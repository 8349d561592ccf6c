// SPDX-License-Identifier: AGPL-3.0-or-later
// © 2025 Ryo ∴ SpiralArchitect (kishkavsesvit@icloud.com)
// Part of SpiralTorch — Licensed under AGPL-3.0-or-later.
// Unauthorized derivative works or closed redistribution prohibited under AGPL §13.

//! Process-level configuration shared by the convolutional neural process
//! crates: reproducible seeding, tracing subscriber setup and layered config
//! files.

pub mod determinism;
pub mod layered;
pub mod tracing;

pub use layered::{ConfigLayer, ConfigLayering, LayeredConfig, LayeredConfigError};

....

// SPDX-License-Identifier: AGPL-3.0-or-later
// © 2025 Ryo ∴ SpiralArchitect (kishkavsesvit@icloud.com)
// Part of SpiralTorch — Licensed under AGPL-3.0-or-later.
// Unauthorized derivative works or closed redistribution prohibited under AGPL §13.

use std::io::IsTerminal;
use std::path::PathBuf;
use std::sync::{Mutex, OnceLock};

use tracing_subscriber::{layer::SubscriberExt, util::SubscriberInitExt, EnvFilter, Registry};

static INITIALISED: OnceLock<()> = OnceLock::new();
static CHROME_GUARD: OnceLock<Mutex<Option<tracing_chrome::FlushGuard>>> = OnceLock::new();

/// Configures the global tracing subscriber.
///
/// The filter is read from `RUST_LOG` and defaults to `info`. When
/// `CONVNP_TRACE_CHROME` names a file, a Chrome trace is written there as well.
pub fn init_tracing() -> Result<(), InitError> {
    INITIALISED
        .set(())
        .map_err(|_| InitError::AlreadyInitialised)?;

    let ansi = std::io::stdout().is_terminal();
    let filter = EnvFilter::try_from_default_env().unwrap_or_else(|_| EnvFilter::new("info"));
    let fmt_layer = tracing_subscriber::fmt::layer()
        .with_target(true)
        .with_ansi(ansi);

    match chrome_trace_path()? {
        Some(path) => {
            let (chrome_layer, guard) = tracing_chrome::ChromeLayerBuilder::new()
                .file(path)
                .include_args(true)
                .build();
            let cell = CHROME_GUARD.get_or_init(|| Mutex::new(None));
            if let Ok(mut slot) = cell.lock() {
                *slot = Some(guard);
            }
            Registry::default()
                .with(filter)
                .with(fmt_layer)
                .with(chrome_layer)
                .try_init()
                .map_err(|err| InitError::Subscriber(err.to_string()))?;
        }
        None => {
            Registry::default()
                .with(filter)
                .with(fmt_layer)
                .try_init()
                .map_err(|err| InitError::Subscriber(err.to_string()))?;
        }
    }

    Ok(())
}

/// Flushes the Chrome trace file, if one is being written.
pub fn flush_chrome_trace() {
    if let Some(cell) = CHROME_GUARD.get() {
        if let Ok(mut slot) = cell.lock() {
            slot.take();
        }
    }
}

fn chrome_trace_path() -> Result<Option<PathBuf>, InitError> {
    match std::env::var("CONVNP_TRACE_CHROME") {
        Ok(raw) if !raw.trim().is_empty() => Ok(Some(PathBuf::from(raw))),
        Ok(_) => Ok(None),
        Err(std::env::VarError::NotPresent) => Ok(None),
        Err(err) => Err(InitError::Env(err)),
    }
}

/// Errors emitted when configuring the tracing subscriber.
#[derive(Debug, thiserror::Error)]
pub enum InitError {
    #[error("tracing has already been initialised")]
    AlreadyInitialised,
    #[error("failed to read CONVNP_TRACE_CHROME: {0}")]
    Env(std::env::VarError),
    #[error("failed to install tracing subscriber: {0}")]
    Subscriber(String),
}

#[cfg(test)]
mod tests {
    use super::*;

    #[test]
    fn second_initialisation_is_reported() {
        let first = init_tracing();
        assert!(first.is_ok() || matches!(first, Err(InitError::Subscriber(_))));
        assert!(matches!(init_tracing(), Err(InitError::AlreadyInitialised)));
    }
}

....

> [Task brief] Check each line above for the string "AlreadyInitialised" and copy every line that has it.

> [Task answer]
        .map_err(|_| InitError::AlreadyInitialised)?;
    AlreadyInitialised,
        assert!(matches!(init_tracing(), Err(InitError::AlreadyInitialised)));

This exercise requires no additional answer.